══ INPUT DATA ══

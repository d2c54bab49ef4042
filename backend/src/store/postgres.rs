//! PostgreSQL store
//!
//! Multi-row stock operations run in one transaction and lock their rows with
//! `SELECT ... FOR UPDATE` in ascending ingredient order, so two checkouts that
//! touch the same ingredients always queue in the same order.

use std::collections::HashMap;

use async_trait::async_trait;
use chrono::{DateTime, NaiveDate, NaiveTime, Utc};
use rust_decimal::Decimal;
use sqlx::{FromRow, PgPool, Postgres, Transaction};
use uuid::Uuid;

use shared::{
    normalize_lines, normalize_unit_code, weighted_average_cost, AdjustmentSource, AdjustmentType,
    BranchHours, BranchId, ConversionScope, HoldOwner, IngredientId, IngredientUnitConversion,
    InventoryCost, ProductDetailId, Recipe, RecipeLine, Reservation, ReservationStatus, Stock,
    StockAdjustment, StockAdjustmentEntry, StockKey, StockLine, Unit, UnitKind,
};

use super::{
    merge_upsert, stage_lines, AdjustmentStore, BranchSchedule, DailyCount, HoldClaim, RecipeLookup,
    ReleasedStock, ReservationStore, StockStore, UnitStore,
};
use crate::error::{AppError, AppResult};

const STOCK_COLUMNS: &str =
    "branch_id, ingredient_id, quantity, reserved_quantity, unit, threshold, last_updated";

const RESERVATION_COLUMNS: &str = "id, group_id, branch_id, ingredient_id, quantity_reserved, \
     unit_code, status, expires_at, cart_id, guest_id, order_id, created_at, committed_at, released_at";

const ADJUSTMENT_COLUMNS: &str = "id, branch_id, ingredient_id, adjustment_date, adjustment_type, \
     status, source, system_quantity, actual_quantity, variance, quantity, entry_count, last_entry_at, \
     notes, reason, forced, created_at, committed_at";

/// Postgres-backed implementation of every store trait
#[derive(Clone)]
pub struct PgStore {
    pool: PgPool,
}

impl PgStore {
    pub fn new(pool: PgPool) -> Self {
        Self { pool }
    }

    pub fn pool(&self) -> &PgPool {
        &self.pool
    }

    /// Lock the branch rows named by `lines`, ascending by ingredient
    async fn lock_rows(
        tx: &mut Transaction<'_, Postgres>,
        branch_id: BranchId,
        lines: &[StockLine],
    ) -> AppResult<HashMap<IngredientId, Stock>> {
        let ingredient_ids: Vec<IngredientId> = normalize_lines(lines)
            .iter()
            .map(|line| line.ingredient_id)
            .collect();

        let rows = sqlx::query_as::<_, StockRow>(&format!(
            "SELECT {STOCK_COLUMNS} FROM stock \
             WHERE branch_id = $1 AND ingredient_id = ANY($2) \
             ORDER BY ingredient_id \
             FOR UPDATE"
        ))
        .bind(branch_id)
        .bind(&ingredient_ids)
        .fetch_all(&mut **tx)
        .await?;

        Ok(rows
            .into_iter()
            .map(|row| (row.ingredient_id, Stock::from(row)))
            .collect())
    }

    async fn write_stock(tx: &mut Transaction<'_, Postgres>, stock: &Stock) -> AppResult<()> {
        sqlx::query(
            r#"
            UPDATE stock
            SET quantity = $3, reserved_quantity = $4, last_updated = $5
            WHERE branch_id = $1 AND ingredient_id = $2
            "#,
        )
        .bind(stock.branch_id)
        .bind(stock.ingredient_id)
        .bind(stock.quantity)
        .bind(stock.reserved_quantity)
        .bind(stock.last_updated)
        .execute(&mut **tx)
        .await?;
        Ok(())
    }

    async fn insert_entry(
        tx: &mut Transaction<'_, Postgres>,
        entry: &StockAdjustmentEntry,
    ) -> AppResult<()> {
        sqlx::query(
            r#"
            INSERT INTO stock_adjustment_entries
                (id, adjustment_id, entry_quantity, recorded_by, entry_time, source, notes)
            VALUES ($1, $2, $3, $4, $5, $6, $7)
            "#,
        )
        .bind(entry.id)
        .bind(entry.adjustment_id)
        .bind(entry.entry_quantity)
        .bind(&entry.recorded_by)
        .bind(entry.entry_time)
        .bind(entry.source.as_str())
        .bind(&entry.notes)
        .execute(&mut **tx)
        .await?;
        Ok(())
    }

    /// Overwrite an adjustment row; with `only_pending` the write is skipped
    /// unless the stored row is still PENDING
    async fn overwrite_adjustment(
        &self,
        adjustment: &StockAdjustment,
        only_pending: bool,
    ) -> AppResult<bool> {
        let result = sqlx::query(
            r#"
            UPDATE stock_adjustments
            SET adjustment_type = $2, status = $3, system_quantity = $4, actual_quantity = $5,
                variance = $6, quantity = $7, entry_count = $8, last_entry_at = $9, notes = $10,
                reason = $11, forced = $12, committed_at = $13
            WHERE id = $1 AND (NOT $14 OR status = 'PENDING')
            "#,
        )
        .bind(adjustment.id)
        .bind(adjustment.adjustment_type.as_str())
        .bind(adjustment.status.as_str())
        .bind(adjustment.system_quantity)
        .bind(adjustment.actual_quantity)
        .bind(adjustment.variance)
        .bind(adjustment.quantity)
        .bind(adjustment.entry_count)
        .bind(adjustment.last_entry_at)
        .bind(&adjustment.notes)
        .bind(&adjustment.reason)
        .bind(adjustment.forced)
        .bind(adjustment.committed_at)
        .bind(only_pending)
        .execute(&self.pool)
        .await?;
        Ok(result.rows_affected() == 1)
    }
}

// ============================================================================
// Row types
// ============================================================================

#[derive(Debug, FromRow)]
struct StockRow {
    branch_id: BranchId,
    ingredient_id: IngredientId,
    quantity: Decimal,
    reserved_quantity: Decimal,
    unit: String,
    threshold: Decimal,
    last_updated: DateTime<Utc>,
}

impl From<StockRow> for Stock {
    fn from(row: StockRow) -> Self {
        Stock {
            branch_id: row.branch_id,
            ingredient_id: row.ingredient_id,
            quantity: row.quantity,
            reserved_quantity: row.reserved_quantity,
            unit: row.unit,
            threshold: row.threshold,
            last_updated: row.last_updated,
        }
    }
}

#[derive(Debug, FromRow)]
struct CostRow {
    branch_id: BranchId,
    ingredient_id: IngredientId,
    avg_cost: Decimal,
    updated_at: DateTime<Utc>,
}

impl From<CostRow> for InventoryCost {
    fn from(row: CostRow) -> Self {
        InventoryCost {
            branch_id: row.branch_id,
            ingredient_id: row.ingredient_id,
            avg_cost: row.avg_cost,
            updated_at: row.updated_at,
        }
    }
}

#[derive(Debug, FromRow)]
struct ReservationRow {
    id: Uuid,
    group_id: Uuid,
    branch_id: BranchId,
    ingredient_id: IngredientId,
    quantity_reserved: Decimal,
    unit_code: String,
    status: String,
    expires_at: DateTime<Utc>,
    cart_id: Option<Uuid>,
    guest_id: Option<Uuid>,
    order_id: Option<Uuid>,
    created_at: DateTime<Utc>,
    committed_at: Option<DateTime<Utc>>,
    released_at: Option<DateTime<Utc>>,
}

impl TryFrom<ReservationRow> for Reservation {
    type Error = AppError;

    fn try_from(row: ReservationRow) -> Result<Self, Self::Error> {
        let owner = HoldOwner::from_parts(row.cart_id, row.guest_id)
            .ok_or_else(|| AppError::Internal(format!("reservation {} has no owner", row.id)))?;
        Ok(Reservation {
            id: row.id,
            group_id: row.group_id,
            branch_id: row.branch_id,
            ingredient_id: row.ingredient_id,
            quantity_reserved: row.quantity_reserved,
            unit_code: row.unit_code,
            status: row.status.parse().map_err(corrupt)?,
            expires_at: row.expires_at,
            owner,
            order_id: row.order_id,
            created_at: row.created_at,
            committed_at: row.committed_at,
            released_at: row.released_at,
        })
    }
}

#[derive(Debug, FromRow)]
struct AdjustmentRow {
    id: Uuid,
    branch_id: BranchId,
    ingredient_id: IngredientId,
    adjustment_date: NaiveDate,
    adjustment_type: String,
    status: String,
    source: String,
    system_quantity: Decimal,
    actual_quantity: Decimal,
    variance: Decimal,
    quantity: Decimal,
    entry_count: i32,
    last_entry_at: Option<DateTime<Utc>>,
    notes: Option<String>,
    reason: Option<String>,
    forced: bool,
    created_at: DateTime<Utc>,
    committed_at: Option<DateTime<Utc>>,
}

impl TryFrom<AdjustmentRow> for StockAdjustment {
    type Error = AppError;

    fn try_from(row: AdjustmentRow) -> Result<Self, Self::Error> {
        Ok(StockAdjustment {
            id: row.id,
            branch_id: row.branch_id,
            ingredient_id: row.ingredient_id,
            adjustment_date: row.adjustment_date,
            adjustment_type: row.adjustment_type.parse().map_err(corrupt)?,
            status: row.status.parse().map_err(corrupt)?,
            source: row.source.parse().map_err(corrupt)?,
            system_quantity: row.system_quantity,
            actual_quantity: row.actual_quantity,
            variance: row.variance,
            quantity: row.quantity,
            entry_count: row.entry_count,
            last_entry_at: row.last_entry_at,
            notes: row.notes,
            reason: row.reason,
            forced: row.forced,
            created_at: row.created_at,
            committed_at: row.committed_at,
        })
    }
}

#[derive(Debug, FromRow)]
struct EntryRow {
    id: Uuid,
    adjustment_id: Uuid,
    entry_quantity: Decimal,
    recorded_by: String,
    entry_time: DateTime<Utc>,
    source: String,
    notes: Option<String>,
}

impl TryFrom<EntryRow> for StockAdjustmentEntry {
    type Error = AppError;

    fn try_from(row: EntryRow) -> Result<Self, Self::Error> {
        Ok(StockAdjustmentEntry {
            id: row.id,
            adjustment_id: row.adjustment_id,
            entry_quantity: row.entry_quantity,
            recorded_by: row.recorded_by,
            entry_time: row.entry_time,
            source: row.source.parse().map_err(corrupt)?,
            notes: row.notes,
        })
    }
}

#[derive(Debug, FromRow)]
struct UnitRow {
    code: String,
    dimension: String,
    base_unit_code: Option<String>,
    factor_to_base: Option<Decimal>,
}

impl TryFrom<UnitRow> for Unit {
    type Error = AppError;

    fn try_from(row: UnitRow) -> Result<Self, Self::Error> {
        let dimension = row.dimension.parse().map_err(corrupt)?;
        let kind = match (row.base_unit_code, row.factor_to_base) {
            (Some(base), Some(factor)) if base != row.code => UnitKind::Derived {
                base_unit_code: base,
                factor_to_base: factor,
            },
            _ => UnitKind::Base,
        };
        Ok(Unit {
            code: row.code,
            dimension,
            kind,
        })
    }
}

#[derive(Debug, FromRow)]
struct ConversionRow {
    id: i64,
    ingredient_id: IngredientId,
    from_unit: String,
    to_unit: String,
    factor: Decimal,
    scope: String,
    branch_id: Option<BranchId>,
    active: bool,
}

impl TryFrom<ConversionRow> for IngredientUnitConversion {
    type Error = AppError;

    fn try_from(row: ConversionRow) -> Result<Self, Self::Error> {
        Ok(IngredientUnitConversion {
            id: row.id,
            ingredient_id: row.ingredient_id,
            from_unit: row.from_unit,
            to_unit: row.to_unit,
            factor: row.factor,
            scope: row.scope.parse().map_err(corrupt)?,
            branch_id: row.branch_id,
            active: row.active,
        })
    }
}

#[derive(Debug, FromRow)]
struct RecipeLineRow {
    ingredient_id: IngredientId,
    quantity: Decimal,
    unit_code: String,
}

#[derive(Debug, FromRow)]
struct BranchHoursRow {
    branch_id: BranchId,
    opening_time: NaiveTime,
    closing_time: NaiveTime,
    utc_offset_minutes: i32,
}

fn corrupt(err: shared::ParseEnumError) -> AppError {
    AppError::Internal(format!("corrupt row: {err}"))
}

═══

> _PROMPT_
Please give the number of lines in the entries above that hold "InventoryCost", with no other words.

> _EXPECTED ANSWER_
3